The UK ‘light touch’ model is the way to do it

Short response: you can’t assume the UK approach is beneficial or that other countries will approach it in the same way. Such powers should only be given to regulators if risks justify it – and they don’t

UK campaigners and the UK regulator the MHRA have been at pains to stress how ‘light-touch’ or ‘right-touch’ their approach would be – how open they would be to ‘lifestyle’ marketing etc.  It remains to be seen how this will work out in practice in the UK. It probably won’t be fatal, but I suspect they’ll manage to impede progress, diversity and innovation, raise costs and introduce a bland tone to the category that will make it less appealing to smokers – moderate harm, a few thousand needless deaths.  But that’s just the UK.  The bigger problem is that campaigners and regulators in other countries are not so progressive – but this is EU law and the EU will establish a powerful precedent internationally. Medicines regulation hands very considerable obstructive powers to a regulator- at the expense of the commercial freedoms that are the crucial ingredient in gaining widespread uptake. Regulators should not have that power, unless the risks (or possible benefits) justify it.   In other countries the regulators are much more hostile and the campaigners creating the climate in which they make decisions are also much more hostile – a good example is the the Australian regulator who is egged on by some very hostile campaigners and prone to political interference.

We need medicines regulation to impose a risk management system and market surveillance

Short response: this comes of incorrectly thinking of these products as medicines. Most risky products, including cigarettes and alcohol, don’t have a ‘risk management system’ run by each vendor

No we don’t. We don’t require tobacco, alcohol, caffeine, salt, motorcycle, sporting gun, condom, cycle helmet [insert potentially risky industry here] to conduct this sort of pro-active market surveillance.  Whilst concerns about children using the products when they shouldn’t what would it mean for the vendor.  Questions of ‘dual use’ (use with continued smoking) or non-smokers taking up the products are interesting, but that’s all. They are primarily an academic concern, albeit interesting, and adults have freedom to do these things if they want to, even if health campaigners disapprove. Risk management systems in medicines regulation have the primary function of detecting adverse side effects, interactions with other drugs or ‘contra-indications’.  Again, normal standards of producer responsibility should apply. If we think that more than that is necessary, the kind of approach used in cosmetics regulation would be better.

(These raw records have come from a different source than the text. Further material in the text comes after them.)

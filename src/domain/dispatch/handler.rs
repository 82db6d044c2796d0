use lambda_runtime::{Error, LambdaEvent};
use serde_json::Value;
use tracing::{info_span, Instrument};

use super::dto::DispatchOutcome;
use super::service::Dispatcher;

/// CloudWatch 알람 Lambda 핸들러
///
/// 에러는 가공 없이 런타임으로 반환되어 호출 실패로 기록됩니다.
pub async fn handle_alarm(
    dispatcher: &Dispatcher,
    event: LambdaEvent<Value>,
) -> Result<DispatchOutcome, Error> {
    let (payload, context) = event.into_parts();
    let span = info_span!("alarm_invocation", request_id = %context.request_id);

    let outcome = dispatcher.handle(payload).instrument(span).await?;

    Ok(outcome)
}
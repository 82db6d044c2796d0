pub mod dispatch;
pub mod pipeline;
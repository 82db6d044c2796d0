//! 알람 이벤트 구조체와 관련 타입

use serde::{Deserialize, Serialize};
use std::convert::Infallible;
use std::fmt;
use std::str::FromStr;

use crate::utils::AppError;

/// CloudWatch가 보고하는 알람 상태
#[derive(Debug, Clone, PartialEq, Eq, Serialize, Deserialize)]
#[serde(into = "String", from = "String")]
pub enum AlarmState {
    /// 임계값 초과
    Alarm,
    /// 임계값 이내
    Ok,
    /// 판단할 데이터 부족
    InsufficientData,
    /// 그 밖의 값 (CloudWatch가 추가할 수 있는 상태)
    Other(String),
}

impl AlarmState {
    pub fn as_str(&self) -> &str {
        match self {
            AlarmState::Alarm => "ALARM",
            AlarmState::Ok => "OK",
            AlarmState::InsufficientData => "INSUFFICIENT_DATA",
            AlarmState::Other(value) => value,
        }
    }

    pub fn is_alarm(&self) -> bool {
        matches!(self, AlarmState::Alarm)
    }
}

impl FromStr for AlarmState {
    type Err = Infallible;

    /// 대소문자를 구분합니다. `"alarm"`은 ALARM 상태가 아닙니다.
    fn from_str(s: &str) -> Result<Self, Self::Err> {
        Ok(match s {
            "ALARM" => AlarmState::Alarm,
            "OK" => AlarmState::Ok,
            "INSUFFICIENT_DATA" => AlarmState::InsufficientData,
            other => AlarmState::Other(other.to_string()),
        })
    }
}

impl From<String> for AlarmState {
    fn from(value: String) -> Self {
        match value.parse() {
            Ok(state) => state,
            Err(never) => match never {},
        }
    }
}

impl From<AlarmState> for String {
    fn from(state: AlarmState) -> Self {
        state.as_str().to_string()
    }
}

impl fmt::Display for AlarmState {
    fn fmt(&self, f: &mut fmt::Formatter<'_>) -> fmt::Result {
        f.write_str(self.as_str())
    }
}

/// 알람 상태 블록 (`alarmData.state` / `alarmData.previousState`)
#[derive(Debug, Clone, Default, Serialize, Deserialize)]
#[serde(rename_all = "camelCase")]
pub struct AlarmStateInfo {
    pub value: Option<String>,
    pub reason: Option<String>,
    pub timestamp: Option<String>,
}

/// 알람 설정 블록 (로그에 남길 부분만)
#[derive(Debug, Clone, Default, Serialize, Deserialize)]
#[serde(rename_all = "camelCase")]
pub struct AlarmConfiguration {
    pub description: Option<String>,
}

/// `alarmData` 블록
#[derive(Debug, Clone, Default, Serialize, Deserialize)]
#[serde(rename_all = "camelCase")]
pub struct AlarmData {
    pub alarm_name: Option<String>,
    pub state: Option<AlarmStateInfo>,
    pub previous_state: Option<AlarmStateInfo>,
    pub configuration: Option<AlarmConfiguration>,
}

/// CloudWatch가 Lambda 알람 액션으로 보내는 이벤트
///
/// 전송 형식에서는 모든 필드가 선택적입니다. 필수 필드는
/// [`AlarmNotification::try_from`]에서 확인하며, 누락된 필드의 경로를 에러에 담습니다.
#[derive(Debug, Clone, Default, Serialize, Deserialize)]
#[serde(rename_all = "camelCase")]
pub struct CloudWatchAlarmEvent {
    pub source: Option<String>,
    pub alarm_arn: Option<String>,
    pub account_id: Option<String>,
    pub time: Option<String>,
    pub region: Option<String>,
    pub alarm_data: Option<AlarmData>,
}

/// 검증된 알람 알림 (호출당 1건)
///
/// 필수 필드는 `alarm_name`과 `state`뿐입니다. 나머지는 로그 span에 남기는 참고 정보입니다.
#[derive(Debug, Clone, PartialEq, Eq)]
pub struct AlarmNotification {
    pub alarm_name: String,
    pub state: AlarmState,
    pub previous_state: Option<AlarmState>,
    pub reason: Option<String>,
    pub description: Option<String>,
    pub source: Option<String>,
    pub alarm_arn: Option<String>,
    pub account_id: Option<String>,
    pub time: Option<String>,
    pub region: Option<String>,
}

impl AlarmNotification {
    /// 필수 필드 두 개만으로 생성
    pub fn new(alarm_name: impl Into<String>, state: AlarmState) -> Self {
        Self {
            alarm_name: alarm_name.into(),
            state,
            previous_state: None,
            reason: None,
            description: None,
            source: None,
            alarm_arn: None,
            account_id: None,
            time: None,
            region: None,
        }
    }

    /// Lambda 원본 페이로드 파싱
    ///
    /// 형태가 맞지 않는 페이로드(객체가 아니거나 필드 타입이 다름)는
    /// serde 에러를 담은 `AppError::MalformedEvent`가 됩니다.
    pub fn from_value(payload: serde_json::Value) -> Result<Self, AppError> {
        let event: CloudWatchAlarmEvent = serde_json::from_value(payload)?;
        Self::try_from(event)
    }

    pub fn is_alarm(&self) -> bool {
        self.state.is_alarm()
    }
}

impl TryFrom<CloudWatchAlarmEvent> for AlarmNotification {
    type Error = AppError;

    fn try_from(event: CloudWatchAlarmEvent) -> Result<Self, Self::Error> {
        let data = event
            .alarm_data
            .ok_or(AppError::MissingField("alarmData"))?;

        let alarm_name = data
            .alarm_name
            .ok_or(AppError::MissingField("alarmData.alarmName"))?;

        let state = data
            .state
            .ok_or(AppError::MissingField("alarmData.state"))?;

        let value = state
            .value
            .ok_or(AppError::MissingField("alarmData.state.value"))?;

        Ok(Self {
            alarm_name,
            state: AlarmState::from(value),
            previous_state: data
                .previous_state
                .and_then(|previous| previous.value)
                .map(AlarmState::from),
            reason: state.reason,
            description: data.configuration.and_then(|c| c.description),
            source: event.source,
            alarm_arn: event.alarm_arn,
            account_id: event.account_id,
            time: event.time,
            region: event.region,
        })
    }
}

VAT is lower if the products are licensed medicines – that’s a benefit

Short response: VAT concessions are redistributive – someone is paying more tax somewhere else.

These products are consumer products and should not be provided with tax breaks or through public spending (ie. on prescription) other than in exceptional cases. Smokers existing spend on cigs should be the primary funding source, and lower costs and no excise duties should allow for savings to the individual.  The idea that lower VAT compensates for the higher underlying costs of regulation reflects a misunderstanding of the public finances.  Taxes are transfers, regulation actually consumes extra resources.  Lower VAT revenues just mean taxes come from somewhere else creating a different cost to the consumer/taxpayer.  It isn’t a real net saving, though it would have distributional consequences. Again, not every country has the same VAT treatment of pharmaceuticals [EU rates] – for example it is 19% in Germany. It’s important not to misunderstand what the VAT break means in the UK and not to generalise this to countries where it doesn’t apply.

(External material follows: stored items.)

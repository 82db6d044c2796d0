pub mod error;
pub mod logging;

pub use error::AppError;
pub use logging::init_logging;
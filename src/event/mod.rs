//! Lambda 알람 액션으로 전달되는 CloudWatch 알람 이벤트
//!
//! - 모든 필드가 선택적인 원본 이벤트 (`CloudWatchAlarmEvent`)
//! - 알람 상태 파싱
//! - 디스패처가 사용하는 검증된 `AlarmNotification`

mod event_types;

pub use event_types::{
    AlarmConfiguration, AlarmData, AlarmNotification, AlarmState, AlarmStateInfo,
    CloudWatchAlarmEvent,
};
use serde_json::Value;
use tracing::{error, info, instrument, warn};

use super::dto::DispatchOutcome;
use crate::config::AppConfig;
use crate::domain::pipeline::PipelineClient;
use crate::event::{AlarmNotification, AlarmState};
use crate::utils::AppError;

/// 알람 디스패처
///
/// ALARM 상태의 알람에 대해서만 설정된 파이프라인을 한 번 실행합니다.
/// 재시도, 중복 제거, 상태 저장은 하지 않으며 호출 간에 공유되는 가변 상태가 없습니다.
#[derive(Clone)]
pub struct Dispatcher {
    client: PipelineClient,
    pipeline_name: String,
}

impl Dispatcher {
    pub fn new(client: PipelineClient, pipeline_name: impl Into<String>) -> Self {
        Self {
            client,
            pipeline_name: pipeline_name.into(),
        }
    }

    pub fn from_config(client: PipelineClient, config: &AppConfig) -> Self {
        Self::new(client, config.pipeline_name.clone())
    }

    pub fn pipeline_name(&self) -> &str {
        &self.pipeline_name
    }

    /// 원본 Lambda 페이로드를 파싱한 뒤 처리
    pub async fn handle(&self, payload: Value) -> Result<DispatchOutcome, AppError> {
        let notification = AlarmNotification::from_value(payload).inspect_err(|e| {
            warn!(error = %e, "Rejecting malformed alarm notification");
        })?;

        self.dispatch(&notification).await
    }

    /// 알람 상태에 따라 파이프라인 실행 여부 결정
    #[instrument(
        skip_all,
        fields(
            alarm_name = %notification.alarm_name,
            state = %notification.state,
            previous_state = notification.previous_state.as_ref().map(AlarmState::as_str),
            description = notification.description.as_deref(),
            source = notification.source.as_deref(),
            alarm_arn = notification.alarm_arn.as_deref(),
            account_id = notification.account_id.as_deref(),
            time = notification.time.as_deref(),
            region = notification.region.as_deref(),
        )
    )]
    pub async fn dispatch(
        &self,
        notification: &AlarmNotification,
    ) -> Result<DispatchOutcome, AppError> {
        if !notification.is_alarm() {
            let outcome = DispatchOutcome::Ignored {
                alarm_name: notification.alarm_name.clone(),
                state: notification.state.clone(),
            };
            info!("{}", outcome);
            return Ok(outcome);
        }

        if let Some(reason) = &notification.reason {
            info!(reason = %reason, "Alarm is in ALARM state");
        }

        let execution = self
            .client
            .start_execution(&self.pipeline_name)
            .await
            .inspect_err(|e| {
                error!(
                    pipeline_name = %self.pipeline_name,
                    error = %e,
                    "Failed to start pipeline execution"
                );
            })?;

        let outcome = DispatchOutcome::Triggered {
            alarm_name: notification.alarm_name.clone(),
            pipeline_name: execution.pipeline_name,
            execution_id: execution.execution_id,
        };
        info!("{}", outcome);

        Ok(outcome)
    }
}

Medicines regulation allows for control of advertising, packaging and other aspects of marketing – to prevent appeal to non-smokers and children

Short response: the public health gains come from having as many smokers switch as possible, we should favour as much marketing freedom as possible – the risk to children is small

Medicines regulation would involve pre-authorisation of several aspects of marketing, branding and advertising by the regulator, and they are sure to be risk averse and reduce creativity and ‘edge’.  Let us be clear,  the big health gains come from as many people switching as possible from smoking – and that is a marketing challenge, in marketeers should be as unfettered as possible.  The risks arising from aggressive advertising are negligible – but the upside is potentially huge.   The public health challenge has two main dimensions: first, ensuring products that are good enough are available and driven to be better by fierce competition, not protected by regulatory barriers to entry. Second, maximum uptake by smokers driven by effective marketing and a regulatory framework that doesn’t render the products boring and unappealing.  It is not in the public health interest to create sterile safe products, marketed in a worthy but dull way.  Even alcohol – with far more harmful unwanted side effects than e-cigs – does not have a pre-authorisation regime. However, it is not unrestrained either – see Advertising Standards Authority Guidance guidance.  Why not something like this?

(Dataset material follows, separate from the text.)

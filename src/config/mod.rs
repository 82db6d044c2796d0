pub mod app_config;

pub use app_config::{AppConfig, ConfigError, LogFormat};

By the way, the risk to children from e-cigs is negligible – teenage experimentation is inevitable and any prolonged uptake is more likely to be an alternative to smoking (a beneficial early diversion from the much more damaging habit) so excessive weight should not be placed on this risk compared to the public health imperative to persuade adult smokers to switch.  See: we need to talk about the children: the gateway effect examined.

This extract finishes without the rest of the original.